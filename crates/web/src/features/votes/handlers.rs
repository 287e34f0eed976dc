use axum::{
    Json,
    extract::{Path, State},
    http::StatusCode,
    response::{IntoResponse, Response},
};
use storage::{
    dto::vote::{SubmitVoteRequest, SubmitVoteResponse},
    models::{HistoryAction, VoteRecord},
};
use uuid::Uuid;
use validator::Validate;

use crate::error::{WebError, WebResult};
use crate::middleware::identity::Caller;
use crate::state::AppState;

use super::services;

#[utoipa::path(
    post,
    path = "/api/presentations/{presentation_id}/votes",
    params(
        ("presentation_id" = Uuid, Path, description = "Presentation id"),
        ("X-User-Id" = String, Header, description = "Caller id from the auth service"),
        ("X-User-Role" = String, Header, description = "judge or spectator")
    ),
    request_body = SubmitVoteRequest,
    responses(
        (status = 201, description = "Vote created", body = SubmitVoteResponse),
        (status = 200, description = "Existing vote replaced", body = SubmitVoteResponse),
        (status = 400, description = "Invalid role or ballot"),
        (status = 401, description = "Missing caller identity"),
        (status = 404, description = "Presentation not found")
    ),
    tag = "votes"
)]
pub async fn submit_vote(
    State(state): State<AppState>,
    Path(presentation_id): Path<Uuid>,
    caller: Caller,
    Json(req): Json<SubmitVoteRequest>,
) -> WebResult<Response> {
    req.validate()?;
    let role = caller.require_role()?;

    let outcome =
        services::submit_vote(state.store(), &caller.user_id, role, presentation_id, req).await?;

    let status = match outcome.action {
        HistoryAction::Created => StatusCode::CREATED,
        HistoryAction::Updated => StatusCode::OK,
    };

    Ok((status, Json(SubmitVoteResponse::from(outcome))).into_response())
}

#[utoipa::path(
    get,
    path = "/api/presentations/{presentation_id}/votes/me",
    params(
        ("presentation_id" = Uuid, Path, description = "Presentation id"),
        ("X-User-Id" = String, Header, description = "Caller id from the auth service")
    ),
    responses(
        (status = 200, description = "The caller's vote", body = VoteRecord),
        (status = 401, description = "Missing caller identity"),
        (status = 404, description = "No vote yet")
    ),
    tag = "votes"
)]
pub async fn get_my_vote(
    State(state): State<AppState>,
    Path(presentation_id): Path<Uuid>,
    caller: Caller,
) -> WebResult<Json<VoteRecord>> {
    let vote = services::get_vote(state.store(), &caller.user_id, presentation_id)
        .await?
        .ok_or(WebError::NotFound)?;

    Ok(Json(vote))
}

* _Problem description_: Look through the entries and copy every line in which the string "votes" appears.

* _Solution to the problem_:
filename crates/web/src/features/votes/handlers.rs
    path = "/api/presentations/{presentation_id}/votes",
    tag = "votes"
    path = "/api/presentations/{presentation_id}/votes/me",
    tag = "votes"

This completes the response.